The rules for the game are simple: make as many six-letter words as possible, tracing a direct path. You may use a letter more than once — but not twice in a row.

They say, "Finding 12 words is good; 22 is excellent; 32 is genius."

Will Shortz and the Times's answer list had 37 words.

Six For A Spell NYTimes Puzzle
The New York Times Magazine, Puzzle section.
Sunday, December 18, 2016.

I started off playing by the rules.

I traced words slowly. I came up with 13 before my impatience got the best of me. Then, I decided to write a computer program to help me.

I figured I could make a list of all of the two-letter chains. That wouldn't take long.

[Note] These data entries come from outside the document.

//! OBJ file loader for 3D models
//!
//! Produces non-indexed triangle lists. Every face corner becomes a full
//! interleaved vertex; polygons with more than three corners are split into a
//! triangle fan around their first corner.

use std::path::Path;

use crate::assets::{read_text, AssetError};
use crate::render::mesh::{Geometry, Vertex};

/// Wavefront OBJ loader
pub struct ObjLoader;

impl ObjLoader {
    /// Load an OBJ file from disk
    pub fn load(path: impl AsRef<Path>) -> Result<Geometry, AssetError> {
        let path = path.as_ref();
        let source = read_text(path)?;
        let geometry = Self::parse(&source, &path.display().to_string())?;

        log::debug!(
            "Loaded {} ({} vertices, {} triangles)",
            path.display(),
            geometry.vertex_count(),
            geometry.vertex_count() / 3
        );
        Ok(geometry)
    }

    /// Parse OBJ text. `origin` labels error messages.
    ///
    /// Corners without a texture coordinate get `(0, 0)`; corners without a
    /// normal get `(0, 0, 0)`.
    pub fn parse(source: &str, origin: &str) -> Result<Geometry, AssetError> {
        let mut positions: Vec<[f32; 3]> = Vec::new();
        let mut tex_coords: Vec<[f32; 2]> = Vec::new();
        let mut normals: Vec<[f32; 3]> = Vec::new();
        let mut vertices = Vec::new();

        for (index, line) in source.lines().enumerate() {
            let line_number = index + 1;
            let mut tokens = line.split_whitespace();

            match tokens.next() {
                Some("v") => positions.push(parse_floats(&mut tokens, origin, line_number)?),
                Some("vt") => tex_coords.push(parse_floats(&mut tokens, origin, line_number)?),
                Some("vn") => normals.push(parse_floats(&mut tokens, origin, line_number)?),
                Some("f") => {
                    let corners = tokens
                        .map(|corner| {
                            let refs = FaceCorner::parse(corner, origin, line_number)?;
                            refs.resolve(&positions, &tex_coords, &normals, origin, line_number)
                        })
                        .collect::<Result<Vec<_>, _>>()?;

                    if corners.len() < 3 {
                        return Err(AssetError::parse(
                            origin,
                            line_number,
                            format!("face needs at least 3 corners, found {}", corners.len()),
                        ));
                    }

                    for i in 1..corners.len() - 1 {
                        vertices.extend_from_slice(&[corners[0], corners[i], corners[i + 1]]);
                    }
                }
                // Comments, groups, smoothing, material references
                _ => {}
            }
        }

        Ok(Geometry::new(vertices))
    }
}

/// Parse exactly `N` leading floats. Extra components (such as a `w` on `v`
/// or a third `vt` coordinate) are ignored.
fn parse_floats<'a, const N: usize>(
    tokens: &mut impl Iterator<Item = &'a str>,
    origin: &str,
    line: usize,
) -> Result<[f32; N], AssetError> {
    let mut values = [0.0; N];
    for value in &mut values {
        let token = tokens
            .next()
            .ok_or_else(|| AssetError::parse(origin, line, format!("expected {} components", N)))?;
        *value = token
            .parse()
            .map_err(|_| AssetError::parse(origin, line, format!("invalid number '{token}'")))?;
    }
    Ok(values)
}

/// Raw `v/t/n` references of one face corner, still 1-based or negative
#[derive(Debug, Clone, Copy, PartialEq, Eq)]
struct FaceCorner {
    position: i64,
    tex_coord: Option<i64>,
    normal: Option<i64>,
}

impl FaceCorner {
    fn parse(corner: &str, origin: &str, line: usize) -> Result<Self, AssetError> {
        let mut parts = corner.split('/');
        let parse_index = |part: Option<&str>| -> Result<Option<i64>, AssetError> {
            match part {
                None | Some("") => Ok(None),
                Some(text) => text.parse().map(Some).map_err(|_| {
                    AssetError::parse(origin, line, format!("invalid index '{text}' in '{corner}'"))
                }),
            }
        };

        let position = parse_index(parts.next())?
            .ok_or_else(|| AssetError::parse(origin, line, format!("missing position index in '{corner}'")))?;
        let tex_coord = parse_index(parts.next())?;
        let normal = parse_index(parts.next())?;

        Ok(Self {
            position,
            tex_coord,
            normal,
        })
    }

    fn resolve(
        self,
        positions: &[[f32; 3]],
        tex_coords: &[[f32; 2]],
        normals: &[[f32; 3]],
        origin: &str,
        line: usize,
    ) -> Result<Vertex, AssetError> {
        let position = *lookup(positions, self.position, "position", origin, line)?;
        let tex_coord = match self.tex_coord {
            Some(index) => *lookup(tex_coords, index, "texture coordinate", origin, line)?,
            None => [0.0, 0.0],
        };
        let normal = match self.normal {
            Some(index) => *lookup(normals, index, "normal", origin, line)?,
            None => [0.0, 0.0, 0.0],
        };

        Ok(Vertex::new(position, tex_coord, normal))
    }
}

/// Resolve a 1-based (or negative, counted from the end) OBJ index
fn lookup<'a, T>(
    items: &'a [T],
    index: i64,
    kind: &str,
    origin: &str,
    line: usize,
) -> Result<&'a T, AssetError> {
    let resolved = match index {
        i if i > 0 => usize::try_from(i - 1).ok(),
        i if i < 0 => usize::try_from(i.unsigned_abs())
            .ok()
            .and_then(|back| items.len().checked_sub(back)),
        _ => None,
    };

    resolved.and_then(|i| items.get(i)).ok_or_else(|| {
        AssetError::parse(
            origin,
            line,
            format!("{kind} index {index} out of range (have {})", items.len()),
        )
    })
}

#[cfg(test)]
mod tests {
    use super::*;

    const TRIANGLE: &str = "\
# one triangle
v 0.0 0.0 0.0
v 1.0 0.0 0.0
v 0.0 1.0 0.0
vt 0.0 0.0
vt 1.0 0.0
vt 0.0 1.0
vn 0.0 0.0 1.0
f 1/1/1 2/2/1 3/3/1
";

    #[test]
    fn test_parse_full_corners() {
        let geometry = ObjLoader::parse(TRIANGLE, "triangle.obj").unwrap();
        assert_eq!(geometry.vertex_count(), 3);

        let floats = geometry.as_floats();
        assert_eq!(floats.len(), 24);
        assert_eq!(&floats[8..16], &[1.0, 0.0, 0.0, 1.0, 0.0, 0.0, 0.0, 1.0]);
    }

    #[test]
    fn test_missing_attributes_use_defaults() {
        let source = "v 1 2 3\nv 4 5 6\nv 7 8 9\nvn 0 1 0\nf 1 2//1 3\n";
        let geometry = ObjLoader::parse(source, "defaults.obj").unwrap();
        let vertices = geometry.vertices();

        assert_eq!(vertices[0], Vertex::new([1.0, 2.0, 3.0], [0.0, 0.0], [0.0, 0.0, 0.0]));
        assert_eq!(vertices[1].normal, [0.0, 1.0, 0.0]);
        assert_eq!(vertices[1].tex_coord, [0.0, 0.0]);
    }

    #[test]
    fn test_quad_is_fan_triangulated() {
        let source = "v 0 0 0\nv 1 0 0\nv 1 1 0\nv 0 1 0\nf 1 2 3 4\n";
        let geometry = ObjLoader::parse(source, "quad.obj").unwrap();
        let positions: Vec<[f32; 3]> = geometry.vertices().iter().map(|v| v.position).collect();

        assert_eq!(
            positions,
            vec![
                [0.0, 0.0, 0.0], [1.0, 0.0, 0.0], [1.0, 1.0, 0.0],
                [0.0, 0.0, 0.0], [1.0, 1.0, 0.0], [0.0, 1.0, 0.0],
            ]
        );
    }

    #[test]
    fn test_negative_indices_count_from_end() {
        let source = "v 0 0 0\nv 1 0 0\nv 0 1 0\nf -3 -2 -1\n";
        let geometry = ObjLoader::parse(source, "relative.obj").unwrap();
        assert_eq!(geometry.vertices()[2].position, [0.0, 1.0, 0.0]);
    }

    #[test]
    fn test_out_of_range_index_reports_line() {
        let source = "v 0 0 0\nv 1 0 0\n\nf 1 2 3\n";
        match ObjLoader::parse(source, "broken.obj") {
            Err(AssetError::Parse { line, message, .. }) => {
                assert_eq!(line, 4);
                assert!(message.contains("position index 3"));
            }
            other => panic!("expected parse error, got {other:?}"),
        }
    }

    #[test]
    fn test_malformed_number_is_error() {
        let result = ObjLoader::parse("v 0 zero 0\n", "bad.obj");
        assert!(matches!(result, Err(AssetError::Parse { line: 1, .. })));
    }

    #[test]
    fn test_degenerate_face_is_error() {
        let result = ObjLoader::parse("v 0 0 0\nv 1 0 0\nf 1 2\n", "line.obj");
        assert!(matches!(result, Err(AssetError::Parse { line: 3, .. })));
    }

    #[test]
    fn test_ignores_unknown_records() {
        let source = format!("mtllib scene.mtl\no Triangle\ns off\nusemtl Red\n{TRIANGLE}");
        let geometry = ObjLoader::parse(&source, "extras.obj").unwrap();
        assert_eq!(geometry.vertex_count(), 3);
    }
}
impl SceneBuilder {
    /// Create a builder
    ///
    /// # Arguments
    /// * `assets` - Loader for the files the description names
    /// * `camera` - Camera used when the description has none
    /// * `aspect` - Output width divided by height
    /// * `clear_color` - Color each frame is cleared to
    pub fn new(assets: SceneAssets, camera: CameraConfig, aspect: f32, clear_color: [f32; 4]) -> Self {
        Self {
            assets,
            camera,
            aspect,
            clear_color,
            programs: HashMap::new(),
            meshes: HashMap::new(),
        }
    }

    /// Compiled program by name, available once [`Self::build`] has run
    pub fn program(&self, name: &str) -> Option<ProgramHandle> {
        self.programs.get(name).copied()
    }

    fn lookup_program(&self, name: &str) -> Result<ProgramHandle, SceneError> {
        self.program(name)
            .ok_or_else(|| SceneError::UnknownProgram(name.to_string()))
    }

    /// Upload a mesh, reusing the buffer when the same file was loaded before
    fn mesh(&mut self, backend: &mut dyn RenderBackend, path: &Path) -> Result<(BufferHandle, u32), SceneError> {
        if let Some(mesh) = self.meshes.get(path) {
            return Ok(*mesh);
        }

        let geometry = ObjLoader::load(self.assets.resolve(path))?;
        let buffer = backend.create_vertex_buffer(geometry.as_floats(), VertexLayout::POSITION_TEX_NORMAL)?;
        let count = u32::try_from(geometry.vertex_count())
            .map_err(|_| RenderError::InvalidBuffer(format!("{} has too many vertices", path.display())))?;

        log::debug!("Uploaded {} ({count} vertices)", path.display());
        self.meshes.insert(path.to_path_buf(), (buffer, count));
        Ok((buffer, count))
    }

    fn camera(description: &SceneDescription, fallback: &CameraConfig, aspect: f32) -> Camera {
        let config = description.camera.as_ref().unwrap_or(fallback);
        let mut camera = Camera::new(config.near, config.far);
        camera.configure(
            &Vec3::from(config.eye),
            &Vec3::from(config.look),
            &Vec3::from(config.up),
            to_radians(config.fov_y_degrees),
            aspect,
        );
        camera
    }

    fn textures(
        &self,
        backend: &mut dyn RenderBackend,
        description: &SceneDescription,
    ) -> Result<HashMap<String, Texture>, SceneError> {
        let mut textures = HashMap::new();
        for (name, desc) in &description.textures {
            let image = self.assets.image(&desc.source)?;
            let texture = Texture::from_image(backend, &image, desc.unit, desc.options())?;
            log::debug!("Texture '{name}' on unit {}", desc.unit);
            textures.insert(name.clone(), texture);
        }
        Ok(textures)
    }

    fn materials(&mut self, description: &SceneDescription) -> Result<HashMap<String, SharedMaterial>, SceneError> {
        let mut materials = HashMap::new();
        for (name, desc) in &description.materials {
            let material = match desc {
                MaterialDesc::Phong { .. } => desc.to_phong(),
                MaterialDesc::Mtl {
                    file,
                    name: mtl_name,
                    ambient,
                    diffuse,
                } => {
                    let mut material = Material::from_mtl(self.assets.mtl_material(file, mtl_name)?);
                    if let Some(ambient) = ambient {
                        material = material.with_ambient(Vec3::from(*ambient));
                    }
                    if let Some(diffuse) = diffuse {
                        material = material.with_diffuse(Vec3::from(*diffuse));
                    }
                    Some(material)
                }
            };
            if let Some(material) = material {
                materials.insert(name.clone(), material.shared());
            }
        }
        Ok(materials)
    }

    /// Run the full setup. Programs stay available through
    /// [`Self::program`] afterwards.
    pub fn build(
        &mut self,
        backend: &mut dyn RenderBackend,
        description: &SceneDescription,
    ) -> Result<Scene, SceneError> {
        description.validate()?;

        for program in &description.programs {
            let source = self.assets.shader(&program.path)?;
            let handle = backend.create_program(&program.name, &source)?;
            self.programs.insert(program.name.clone(), handle);
        }
        log::info!("Compiled {} shading programs", self.programs.len());

        let mut scene = Scene::new(Self::camera(description, &self.camera, self.aspect), self.clear_color);
        for program in &description.programs {
            let handle = self.lookup_program(&program.name)?;
            if program.camera {
                scene.add_camera_program(handle);
            }
            if program.environment {
                scene.add_environment_program(handle);
            }
        }

        let textures = self.textures(backend, description)?;
        let materials = self.materials(description)?;

        for group in &description.light_groups {
            let lights = LightGroup::new(group.lights.iter().map(Light::from).collect());
            let programs = group
                .programs
                .iter()
                .map(|name| self.lookup_program(name))
                .collect::<Result<Vec<_>, _>>()?;
            scene.add_light_group(lights, programs);
        }

        for object in &description.objects {
            let program = self.lookup_program(&object.program)?;
            let (buffer, count) = self.mesh(backend, &object.mesh)?;
            let mut drawable = DrawableObject::new(program, buffer, count)
                .with_world_matrix(object.world_matrix()?)
                .with_blending(object.blended);

            if let Some(name) = &object.material {
                let material = materials
                    .get(name)
                    .ok_or_else(|| SceneError::UnknownMaterial(name.clone()))?;
                drawable = drawable.with_material(SharedMaterial::clone(material));
            }
            if let Some(binding) = &object.texture {
                let texture = textures
                    .get(&binding.name)
                    .ok_or_else(|| SceneError::UnknownTexture(binding.name.clone()))?;
                drawable = drawable.with_texture(*texture, binding.sampler.clone());
            }
            scene.add_object(drawable);
        }
        log::info!("Loaded {} objects", scene.object_count());

        if let Some(sky) = &description.skybox {
            let program = self.lookup_program(&sky.program)?;
            let (buffer, count) = self.mesh(backend, &sky.mesh)?;
            let texture = *textures
                .get(&sky.texture)
                .ok_or_else(|| SceneError::UnknownTexture(sky.texture.clone()))?;
            let skybox = Skybox::new(DrawableObject::new(program, buffer, count), texture);

            for name in &sky.share_with {
                skybox.share_texture(backend, self.lookup_program(name)?)?;
            }
            scene.set_skybox(skybox);
            log::info!("Skybox ready");
        }

        Ok(scene)
    }
}
//! Backend abstraction for the rendering system
//!
//! Everything above this trait (camera, materials, lights, drawables, the
//! scene) talks to the GPU only through [`RenderBackend`]: named uniform
//! pushes, pipeline state toggles, texture unit bindings and `draw_arrays`.
//! Resources are referred to by small copyable handles.

use bitflags::bitflags;

use crate::assets::{ImageData, ShaderSource};
use crate::foundation::math::{Mat3, Mat4, Vec2, Vec3, Vec4};
use crate::render::mesh::VertexLayout;
use crate::render::RenderError;

/// Result type for backend operations
pub type BackendResult<T> = Result<T, RenderError>;

/// Number of texture units a backend exposes
pub const MAX_TEXTURE_UNITS: u32 = 32;

/// Handle to a linked shading program
#[derive(Debug, Clone, Copy, PartialEq, Eq, Hash, PartialOrd, Ord)]
pub struct ProgramHandle(pub u32);

/// Handle to an uploaded vertex buffer
#[derive(Debug, Clone, Copy, PartialEq, Eq, Hash, PartialOrd, Ord)]
pub struct BufferHandle(pub u32);

/// Handle to a 2D texture
#[derive(Debug, Clone, Copy, PartialEq, Eq, Hash, PartialOrd, Ord)]
pub struct TextureHandle(pub u32);

/// Handle to an offscreen render target
#[derive(Debug, Clone, Copy, PartialEq, Eq, Hash, PartialOrd, Ord)]
pub struct RenderTargetHandle(pub u32);

/// Shader pipeline stage
#[derive(Debug, Clone, Copy, PartialEq, Eq)]
pub enum ShaderStage {
    /// Vertex stage
    Vertex,
    /// Fragment stage
    Fragment,
}

impl std::fmt::Display for ShaderStage {
    fn fmt(&self, f: &mut std::fmt::Formatter<'_>) -> std::fmt::Result {
        match self {
            Self::Vertex => write!(f, "vertex"),
            Self::Fragment => write!(f, "fragment"),
        }
    }
}

/// A value pushed to a named uniform
#[derive(Debug, Clone, Copy, PartialEq)]
pub enum UniformValue {
    /// `float`
    Float(f32),
    /// `int`, `bool` or sampler unit
    Int(i32),
    /// `vec2`
    Vec2(Vec2),
    /// `vec3`
    Vec3(Vec3),
    /// `vec4`
    Vec4(Vec4),
    /// `mat3`
    Mat3(Mat3),
    /// `mat4`
    Mat4(Mat4),
}

impl UniformValue {
    /// The value as the flat float sequence a shading program receives.
    /// Matrices are column-major.
    pub fn to_floats(&self) -> Vec<f32> {
        match self {
            Self::Float(v) => vec![*v],
            #[allow(clippy::cast_precision_loss)]
            Self::Int(v) => vec![*v as f32],
            Self::Vec2(v) => v.as_slice().to_vec(),
            Self::Vec3(v) => v.as_slice().to_vec(),
            Self::Vec4(v) => v.as_slice().to_vec(),
            Self::Mat3(m) => m.as_slice().to_vec(),
            Self::Mat4(m) => m.as_slice().to_vec(),
        }
    }
}

impl From<f32> for UniformValue {
    fn from(value: f32) -> Self {
        Self::Float(value)
    }
}

impl From<i32> for UniformValue {
    fn from(value: i32) -> Self {
        Self::Int(value)
    }
}

impl From<bool> for UniformValue {
    fn from(value: bool) -> Self {
        Self::Int(i32::from(value))
    }
}

impl From<Vec2> for UniformValue {
    fn from(value: Vec2) -> Self {
        Self::Vec2(value)
    }
}

impl From<Vec3> for UniformValue {
    fn from(value: Vec3) -> Self {
        Self::Vec3(value)
    }
}

impl From<Vec4> for UniformValue {
    fn from(value: Vec4) -> Self {
        Self::Vec4(value)
    }
}

impl From<Mat3> for UniformValue {
    fn from(value: Mat3) -> Self {
        Self::Mat3(value)
    }
}

impl From<Mat4> for UniformValue {
    fn from(value: Mat4) -> Self {
        Self::Mat4(value)
    }
}

bitflags! {
    /// Toggleable fixed-function pipeline state
    #[derive(Debug, Clone, Copy, PartialEq, Eq, Hash)]
    pub struct RenderStateFlags: u32 {
        /// Depth testing
        const DEPTH_TEST = 1 << 0;
        /// Back-face culling
        const CULL_FACE = 1 << 1;
        /// Alpha blending
        const BLEND = 1 << 2;
        /// Writes to the depth buffer
        const DEPTH_WRITE = 1 << 3;
    }
}

impl RenderStateFlags {
    /// State at startup: depth test, back-face culling and depth writes on,
    /// blending off
    pub const STARTUP: Self = Self::DEPTH_TEST
        .union(Self::CULL_FACE)
        .union(Self::DEPTH_WRITE);
}

/// How `draw_arrays` assembles vertices into triangles
#[derive(Debug, Clone, Copy, PartialEq, Eq)]
pub enum PrimitiveTopology {
    /// Every three vertices form a triangle
    Triangles,
    /// Each vertex after the second forms a triangle with the previous two
    TriangleStrip,
}

/// Sampling options for an uploaded texture
#[derive(Debug, Clone, Copy, PartialEq, Eq, Default)]
pub struct TextureOptions {
    /// Generate a mipmap chain and sample it trilinearly
    pub mipmaps: bool,
    /// Enable the maximum supported anisotropic filtering
    pub anisotropic: bool,
}

/// Offscreen render target description
#[derive(Debug, Clone, Copy, PartialEq, Eq)]
pub struct RenderTargetDesc {
    /// Width in pixels
    pub width: u32,
    /// Height in pixels
    pub height: u32,
    /// Number of RGBA8 color attachments
    pub color_attachments: u32,
    /// Whether a depth attachment is created
    pub depth: bool,
}

/// A created render target and the textures its color attachments render into
#[derive(Debug, Clone, PartialEq, Eq)]
pub struct RenderTarget {
    /// Target handle
    pub handle: RenderTargetHandle,
    /// One texture per color attachment, in attachment order
    pub color: Vec<TextureHandle>,
}

/// Main rendering backend trait
///
/// Uniform pushes are addressed by program and uniform name. Pushing a
/// uniform the program does not declare is not an error; the value is
/// dropped the way a GPU driver drops writes to an inactive location.
pub trait RenderBackend {
    /// Compile and link a program from its vertex and fragment sources
    fn create_program(&mut self, name: &str, source: &ShaderSource) -> BackendResult<ProgramHandle>;

    /// Upload an interleaved float vertex buffer
    fn create_vertex_buffer(&mut self, data: &[f32], layout: VertexLayout) -> BackendResult<BufferHandle>;

    /// Upload an RGBA8 image as a 2D texture
    fn create_texture(&mut self, image: &ImageData, options: TextureOptions) -> BackendResult<TextureHandle>;

    /// Replace the contents of an existing texture
    fn update_texture(&mut self, texture: TextureHandle, image: &ImageData) -> BackendResult<()>;

    /// Create an offscreen render target
    fn create_render_target(&mut self, desc: &RenderTargetDesc) -> BackendResult<RenderTarget>;

    /// Direct subsequent draws into `target`, or the default framebuffer
    /// when `None`
    fn bind_render_target(&mut self, target: Option<RenderTargetHandle>) -> BackendResult<()>;

    /// Bind a texture to a texture unit (`None` unbinds)
    fn bind_texture(&mut self, unit: u32, texture: Option<TextureHandle>) -> BackendResult<()>;

    /// Set a named uniform on a program
    fn set_uniform(&mut self, program: ProgramHandle, name: &str, value: UniformValue) -> BackendResult<()>;

    /// Enable or disable pipeline state
    fn set_state(&mut self, flags: RenderStateFlags, enabled: bool);

    /// Clear the bound target's color and depth
    fn clear(&mut self, color: [f32; 4]);

    /// Draw `count` vertices starting at `first`
    fn draw_arrays(
        &mut self,
        program: ProgramHandle,
        buffer: BufferHandle,
        topology: PrimitiveTopology,
        first: u32,
        count: u32,
    ) -> BackendResult<()>;
}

For example, if you look at the puzzle at the top of the page, there's "IC", "IA", "IN", and "IT". Then "CI, CA, CO, CE". And so forth.

Then, I could chain together all possible six-letter length combinations of two-word combination, making sure that I only appended another chain if the last letter of the previous chain was the first letter of the new chain.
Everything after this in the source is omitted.